An anonymous developer (or group developers) came up with a new way to send value over the internet in 2008, and that innovation is what is now globally known as bitcoin. Four years after that, a 19-year-old created a new platform based off of this innovation to change the internet entirely.
Vitalik Buterin, a Russian-Canadian programmer, first became interested in bitcoin in 2011.
The same year, he co-founded the online news website Bitcoin Magazine, publishing tons of articles on the digital currency world. He then proceeds to code for the privacy-minded Dark Wallet and the marketplace Egora.
In 2013, Buterin released a white paper illustrating an alternative platform designed for any decentralized application developers would want to build. He called the system Ethereum.
Ethereum simplifies the process of creating smart contracts, self-enforcing code that developers can employ for a series of applications.

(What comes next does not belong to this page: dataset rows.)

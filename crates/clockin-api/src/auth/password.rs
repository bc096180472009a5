//! 비밀번호 해싱 유틸리티.
//!
//! Argon2 기반 비밀번호 해싱 및 검증.
//! 평문과 해시는 로그에 남기지 않습니다.

use argon2::{
    password_hash::{rand_core::OsRng, PasswordHash, PasswordHasher, PasswordVerifier, SaltString},
    Argon2,
};

/// 사용자가 없거나 해시가 없을 때 대신 검증하는 해시.
///
/// 기본 파라미터의 올바른 PHC 문자열이지만 어떤 비밀번호와도 일치하지 않습니다.
/// 존재하는 계정과 같은 비용을 치르게 하여 응답 시간으로 계정 존재 여부가 드러나지 않게 합니다.
pub const DUMMY_PASSWORD_HASH: &str =
    "$argon2id$v=19$m=19456,t=2,p=1$tvU13awfRTPbLSi7RVAaow$asEUs56250TJ3d0IGBjTmjSQqoO5yfmHWnMd8sDfhFQ";

/// 비밀번호 처리 에러.
#[derive(Debug, thiserror::Error)]
pub enum PasswordError {
    #[error("비밀번호 해싱 실패")]
    HashingFailed,
}

/// 비밀번호 해싱.
///
/// Argon2id 알고리즘을 사용하여 비밀번호를 해싱합니다.
/// 솔트는 매번 새로 생성되므로 같은 입력도 다른 해시를 만듭니다.
/// 빈 문자열은 해싱하지 않고 그대로 돌려줍니다.
///
/// # Arguments
///
/// * `password` - 해싱할 평문 비밀번호
///
/// # Returns
///
/// PHC 형식의 해시 문자열 (솔트 포함)
///
/// # Example
///
/// ```rust,ignore
/// let hash = hash_password("my_secure_password").unwrap();
/// // "$argon2id$v=19$m=19456,t=2,p=1$..."
/// ```
pub fn hash_password(password: &str) -> Result<String, PasswordError> {
    if password.is_empty() {
        return Ok(String::new());
    }

    let salt = SaltString::generate(&mut OsRng);
    let hash = Argon2::default()
        .hash_password(password.as_bytes(), &salt)
        .map_err(|_| PasswordError::HashingFailed)?;

    Ok(hash.to_string())
}

/// 값이 없을 수도 있는 비밀번호 해싱.
///
/// `None`은 `None`으로, 빈 문자열은 빈 문자열로 통과시킵니다.
pub fn hash_optional_password(password: Option<&str>) -> Result<Option<String>, PasswordError> {
    password.map(hash_password).transpose()
}

/// 비밀번호 검증.
///
/// 저장된 해시와 입력된 비밀번호를 비교합니다.
/// 해시 형식이 잘못된 경우에도 에러 대신 `false`를 반환합니다.
///
/// # Arguments
///
/// * `password` - 검증할 평문 비밀번호
/// * `hash` - 저장된 PHC 형식 해시
pub fn verify_password(password: &str, hash: &str) -> bool {
    let Ok(parsed_hash) = PasswordHash::new(hash) else {
        return false;
    };

    Argon2::default()
        .verify_password(password.as_bytes(), &parsed_hash)
        .is_ok()
}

After the unveiling of Buterin’s ethereum white paper, some other developers joined the ranks of ethereum founders.
Dr. Gavin Wood, a co-founder wrote the “technical bible” – the ethereum yellow paper that outlines the spec for the EVM (Ethereum Virtual Machine) that handles the state of the ledger and runs smart contracts.
Co-founder Joseph Lubin went on to found ConsenSys, a Brooklyn-based startup that pivots on developing decentralized apps.

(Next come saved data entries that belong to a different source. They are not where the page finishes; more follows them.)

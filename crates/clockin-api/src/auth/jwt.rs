//! JWT 토큰 인코딩/디코딩.
//!
//! HS256 서명만 다루며 만료 판정은 하지 않습니다.
//! 만료는 주입된 시계를 가진 [`TokenService`](super::TokenService)가 판단합니다.

use chrono::{DateTime, Duration, Utc};
use jsonwebtoken::{
    decode, encode, errors::ErrorKind, Algorithm, DecodingKey, EncodingKey, Header, Validation,
};
use serde::{Deserialize, Serialize};

/// JWT 페이로드.
#[derive(Debug, Clone, PartialEq, Eq, Serialize, Deserialize)]
pub struct Claims {
    /// Subject - 사용자 이메일
    pub sub: String,
    /// Issued At - 토큰 발급 시간 (Unix timestamp, 초)
    pub iat: i64,
    /// Expiration - 토큰 만료 시간 (Unix timestamp, 초)
    pub exp: i64,
}

impl Claims {
    /// 새로운 Claims 생성.
    ///
    /// # Arguments
    ///
    /// * `subject` - 사용자 이메일
    /// * `issued_at` - 발급 시각
    /// * `ttl` - 유효 기간
    pub fn new(
        subject: impl Into<String>,
        issued_at: DateTime<Utc>,
        ttl: Duration,
    ) -> Result<Self, TokenError> {
        let expires_at = issued_at
            .checked_add_signed(ttl)
            .ok_or_else(|| TokenError::Encoding("만료 시각 계산 오버플로".to_string()))?;

        Ok(Self {
            sub: subject.into(),
            iat: issued_at.timestamp(),
            exp: expires_at.timestamp(),
        })
    }

    /// 발급 시각.
    pub fn issued_at(&self) -> DateTime<Utc> {
        DateTime::from_timestamp(self.iat, 0).unwrap_or(DateTime::<Utc>::MIN_UTC)
    }

    /// 만료 시각.
    pub fn expires_at(&self) -> DateTime<Utc> {
        DateTime::from_timestamp(self.exp, 0).unwrap_or(DateTime::<Utc>::MIN_UTC)
    }

    /// `now` 기준 만료 여부. 만료 시각과 같으면 만료로 봅니다.
    pub fn is_expired_at(&self, now: DateTime<Utc>) -> bool {
        now >= self.expires_at()
    }
}

/// 토큰 처리 에러.
#[derive(Debug, Clone, PartialEq, Eq, thiserror::Error)]
pub enum TokenError {
    #[error("잘못된 토큰 형식")]
    Malformed,
    #[error("토큰 서명이 유효하지 않습니다")]
    BadSignature,
    #[error("토큰이 만료되었습니다")]
    Expired,
    #[error("토큰 인코딩 실패: {0}")]
    Encoding(String),
}

impl TokenError {
    /// 메트릭 라벨용 짧은 이름.
    pub fn as_label(&self) -> &'static str {
        match self {
            TokenError::Malformed => "malformed",
            TokenError::BadSignature => "bad_signature",
            TokenError::Expired => "expired",
            TokenError::Encoding(_) => "encoding",
        }
    }
}

/// HS256 토큰 코덱.
#[derive(Clone)]
pub struct TokenCodec {
    encoding_key: EncodingKey,
    decoding_key: DecodingKey,
    validation: Validation,
}

impl TokenCodec {
    /// 서명 키로 코덱 생성.
    pub fn new(secret: &[u8]) -> Self {
        let mut validation = Validation::new(Algorithm::HS256);
        validation.validate_exp = false;
        validation.validate_nbf = false;
        validation.leeway = 0;
        validation.required_spec_claims.clear();

        Self {
            encoding_key: EncodingKey::from_secret(secret),
            decoding_key: DecodingKey::from_secret(secret),
            validation,
        }
    }

    /// Claims를 서명된 토큰 문자열로 인코딩.
    pub fn encode(&self, claims: &Claims) -> Result<String, TokenError> {
        encode(&Header::new(Algorithm::HS256), claims, &self.encoding_key)
            .map_err(|e| TokenError::Encoding(e.to_string()))
    }

    /// 서명을 검증하고 Claims를 꺼냅니다.
    ///
    /// 만료 여부는 검사하지 않습니다.
    pub fn decode(&self, token: &str) -> Result<Claims, TokenError> {
        decode::<Claims>(token, &self.decoding_key, &self.validation)
            .map(|data| data.claims)
            .map_err(|e| match e.kind() {
                ErrorKind::InvalidSignature => TokenError::BadSignature,
                _ => TokenError::Malformed,
            })
    }
}

impl std::fmt::Debug for TokenCodec {
    fn fmt(&self, f: &mut std::fmt::Formatter<'_>) -> std::fmt::Result {
        f.debug_struct("TokenCodec")
            .field("algorithm", &"HS256")
            .finish_non_exhaustive()
    }
}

To get the project up and running, Buterin and the other founders launched a crowdfunding campaign in July 2014 where people bought ether or the ethereum tokens that serve as shares in the project.

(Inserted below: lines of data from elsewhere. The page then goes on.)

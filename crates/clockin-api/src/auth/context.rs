//! 요청 단위 보안 컨텍스트.
//!
//! 인증 필터가 요청 extensions에 [`SecurityContext`]를 설치하고,
//! 인가 가드와 핸들러는 이를 읽기만 합니다. 요청 간에 공유되지 않습니다.

use axum::{extract::FromRequestParts, http::request::Parts};
use uuid::Uuid;

use super::{AuthError, PrincipalView, Role};

/// 요청의 인증 상태.
#[derive(Debug, Clone, Default, PartialEq, Eq)]
pub enum Authentication {
    /// 익명 요청
    #[default]
    Anonymous,
    /// 인증된 요청
    Authenticated(PrincipalView),
}

/// 요청 단위 보안 컨텍스트.
#[derive(Debug, Clone, PartialEq, Eq)]
pub struct SecurityContext {
    /// 요청 ID (로그 상관관계용)
    pub request_id: Uuid,
    /// 인증 상태
    pub authentication: Authentication,
}

impl SecurityContext {
    /// 익명 컨텍스트.
    pub fn anonymous() -> Self {
        Self {
            request_id: Uuid::new_v4(),
            authentication: Authentication::Anonymous,
        }
    }

    /// 인증된 컨텍스트.
    pub fn authenticated(principal: PrincipalView) -> Self {
        Self {
            request_id: Uuid::new_v4(),
            authentication: Authentication::Authenticated(principal),
        }
    }

    pub fn is_authenticated(&self) -> bool {
        matches!(self.authentication, Authentication::Authenticated(_))
    }

    /// 인증된 주체.
    pub fn principal(&self) -> Option<&PrincipalView> {
        match &self.authentication {
            Authentication::Authenticated(principal) => Some(principal),
            Authentication::Anonymous => None,
        }
    }

    /// 인증된 주체의 역할.
    pub fn role(&self) -> Option<Role> {
        self.principal().map(|p| p.role)
    }
}

impl Default for SecurityContext {
    fn default() -> Self {
        Self::anonymous()
    }
}

/// 인증된 주체 추출기.
///
/// 인증 필터가 설치한 컨텍스트에서 주체를 꺼냅니다. 익명이면 401.
///
/// # 사용 예시
///
/// ```rust,ignore
/// async fn me(CurrentPrincipal(principal): CurrentPrincipal) -> impl IntoResponse {
///     format!("Hello, {}!", principal.email)
/// }
/// ```
#[derive(Debug, Clone)]
pub struct CurrentPrincipal(pub PrincipalView);

impl<S> FromRequestParts<S> for CurrentPrincipal
where
    S: Send + Sync,
{
    type Rejection = AuthError;

    async fn from_request_parts(parts: &mut Parts, _state: &S) -> Result<Self, Self::Rejection> {
        parts
            .extensions
            .get::<SecurityContext>()
            .and_then(|ctx| ctx.principal().cloned())
            .map(CurrentPrincipal)
            .ok_or(AuthError::Unauthorized)
    }
}

/// 선택적 주체 추출기.
///
/// 인증되어 있으면 `Some`, 아니면 `None`을 반환합니다.
#[derive(Debug, Clone)]
pub struct OptionalPrincipal(pub Option<PrincipalView>);

impl<S> FromRequestParts<S> for OptionalPrincipal
where
    S: Send + Sync,
{
    type Rejection = std::convert::Infallible;

    async fn from_request_parts(parts: &mut Parts, state: &S) -> Result<Self, Self::Rejection> {
        match CurrentPrincipal::from_request_parts(parts, state).await {
            Ok(CurrentPrincipal(principal)) => Ok(OptionalPrincipal(Some(principal))),
            Err(_) => Ok(OptionalPrincipal(None)),
        }
    }
}
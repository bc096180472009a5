//! 인증 주체(Principal)와 조회 저장소 추상화.

use async_trait::async_trait;
use serde::Serialize;
use utoipa::ToSchema;

use super::Role;

/// 인증 주체.
///
/// 저장소에서 읽어온 그대로의 레코드로, 비밀번호 해시를 포함합니다.
/// 응답이나 보안 컨텍스트에는 [`PrincipalView`]만 내보냅니다.
#[derive(Clone, PartialEq, Eq)]
pub struct Principal {
    pub id: i64,
    pub email: String,
    /// 저장된 비밀번호 해시 (설정되지 않았으면 `None`)
    pub password_hash: Option<String>,
    pub role: Role,
}

impl Principal {
    pub fn new(
        id: i64,
        email: impl Into<String>,
        password_hash: Option<String>,
        role: Role,
    ) -> Self {
        Self {
            id,
            email: email.into(),
            password_hash,
            role,
        }
    }

    /// 비밀번호 해시를 제외한 공개 정보.
    pub fn view(&self) -> PrincipalView {
        PrincipalView {
            id: self.id,
            email: self.email.clone(),
            role: self.role,
        }
    }
}

// 해시가 로그로 새지 않도록 Debug를 직접 구현
impl std::fmt::Debug for Principal {
    fn fmt(&self, f: &mut std::fmt::Formatter<'_>) -> std::fmt::Result {
        f.debug_struct("Principal")
            .field("id", &self.id)
            .field("email", &self.email)
            .field("password_hash", &self.password_hash.as_ref().map(|_| "[REDACTED]"))
            .field("role", &self.role)
            .finish()
    }
}

/// 비밀번호 해시가 빠진 인증 주체 정보.
#[derive(Debug, Clone, PartialEq, Eq, Serialize, ToSchema)]
pub struct PrincipalView {
    /// 사용자 ID
    pub id: i64,
    /// 이메일 (로그인 식별자)
    pub email: String,
    /// 역할
    pub role: Role,
}

/// 저장소 에러.
#[derive(Debug, Clone, thiserror::Error)]
pub enum StoreError {
    #[error("저장소를 사용할 수 없습니다: {0}")]
    Unavailable(String),
    #[error("저장소 응답 시간 초과")]
    Timeout,
    #[error("잘못된 저장소 레코드: {0}")]
    InvalidRecord(String),
}

/// 이메일로 인증 주체를 조회하는 저장소.
#[async_trait]
pub trait PrincipalStore: Send + Sync {
    /// 이메일로 인증 주체 조회. 없으면 `Ok(None)`.
    async fn find_by_email(&self, email: &str) -> Result<Option<Principal>, StoreError>;

    /// 저장소 연결 상태 확인.
    async fn ping(&self) -> Result<(), StoreError> {
        Ok(())
    }
}

#[cfg(test)]
mod tests {
    use super::*;

    #[test]
    fn test_debug_redacts_hash() {
        let principal = Principal::new(
            1,
            "admin@kazale.com",
            Some("$argon2id$v=19$secret".to_string()),
            Role::Admin,
        );
        let debug = format!("{:?}", principal);

        assert!(debug.contains("admin@kazale.com"));
        assert!(debug.contains("[REDACTED]"));
        assert!(!debug.contains("argon2id"));
    }

    #[test]
    fn test_view_omits_hash() {
        let principal = Principal::new(7, "user@kazale.com", Some("hash".to_string()), Role::User);
        let json = serde_json::to_value(principal.view()).unwrap();

        assert_eq!(json["id"], 7);
        assert_eq!(json["email"], "user@kazale.com");
        assert_eq!(json["role"], "USER");
        assert!(json.get("password_hash").is_none());
    }
}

The brilliant minds who created ethereum were able to raise 18 million dollars, which was at that time the most successful crowdsale to date. It took a whole year afterward, but the first live release, dubbed ‘Frontier,’ launched on July 30th, 2015. It wasn’t a platform pleasing to the sight, but the command line interface gave developers a platform for designing their decentralized applications.
The smart contract platform kicked off, growing into today’s pool of hundreds of developers and even attracting the interests of tech giants all over the world.
The Ethereum Enterprise Alliance announced 86 new partners, over the last year, including Intel, Microsoft, and BP. Likewise, series of new blockchain projects leveraging the Ethereum blockchain have garnered attention and capital.
In early 2017, Ethereum broke into the limelight when the price of Ether surged by 1000 percent in just a couple of months. This invariably motivated a similar rise in the price of alternative blockchain tokens, called “altcoins.” A slew of new investors also hopped in on the Ethereum movement as it got coverage by top media outlets like CNBC, Reuters, Quartz, and the likes.
Developers, as well as investors, are anticipating the release of the next update to the Ethereum network. The update, named Metropolis, is aimed at abstracting a lot of functions and pave the way for user-friendly app designs.
The capitals from the system’s initial 18 million dollars crowdsale and project development are now managed by the Ethereum Foundation, a Switzerland-based non-profit organization.